TASK DESCRIPTION: Lines holding the string "FormatOptions" are the ones to copy from this listing.

RECORDS TO USE:
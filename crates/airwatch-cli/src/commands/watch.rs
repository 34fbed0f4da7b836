//! Watch command implementation.
//!
//! Runs a [`Monitor`] in the background and prints a line whenever a poll
//! completes or the device changes between online and offline.

use std::sync::Arc;

use anyhow::Result;
use airwatch_core::{Monitor, Snapshot};
use owo_colors::OwoColorize;

use crate::cli::OutputFormat;
use crate::config::Config;
use crate::format::{FormatOptions, format_snapshot_json, format_watch_line};

use super::http_source;

/// Arguments for the watch command.
pub struct WatchArgs<'a> {
    pub config: &'a Config,
    pub format: OutputFormat,
    pub every_tick: bool,
    pub opts: &'a FormatOptions,
}

pub async fn cmd_watch(args: WatchArgs<'_>) -> Result<()> {
    let WatchArgs {
        config,
        format,
        every_tick,
        opts,
    } = args;

    let source = Arc::new(http_source(config)?);
    let monitor = config.monitor_config();

    let header = if opts.no_color {
        format!("Watching: {}", source.url())
    } else {
        format!("Watching: {}", source.url().cyan())
    };
    eprintln!("{}", header);
    eprintln!(
        "Interval: {}s | Offline after: {}s | Press Ctrl+C to stop",
        monitor.poll_interval.as_secs(),
        monitor.online_threshold.as_secs()
    );
    eprintln!("{}", "-".repeat(50));

    let handle = Monitor::spawn(source, monitor)?;
    let mut updates = handle.subscribe();
    let mut previous: Option<Snapshot> = None;

    let ctrl_c = tokio::signal::ctrl_c();
    tokio::pin!(ctrl_c);

    loop {
        tokio::select! {
            _ = &mut ctrl_c => {
                eprintln!("\nShutting down...");
                break;
            }
            changed = updates.changed() => {
                if changed.is_err() {
                    break;
                }
                let snapshot = updates.borrow_and_update().clone();
                if every_tick || is_notable(previous.as_ref(), &snapshot) {
                    let line = match format {
                        OutputFormat::Json => format_snapshot_json(&snapshot, opts)?,
                        OutputFormat::Text => format!("{}\n", format_watch_line(&snapshot, opts)),
                    };
                    print!("{}", line);
                }
                previous = Some(snapshot);
            }
        }
    }

    handle.shutdown().await;
    Ok(())
}

/// Whether `next` is worth printing after `previous`.
///
/// Ticks that only age the last reading are skipped unless they flip liveness.
fn is_notable(previous: Option<&Snapshot>, next: &Snapshot) -> bool {
    let Some(previous) = previous else {
        return next.stats.last_poll_at.is_some();
    };
    previous.stats.last_poll_at != next.stats.last_poll_at
        || previous.is_online != next.is_online
        || previous.paused != next.paused
}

ANSWER SPACE:
use crate::format::{FormatOptions, format_snapshot_json, format_watch_line};
    pub opts: &'a FormatOptions,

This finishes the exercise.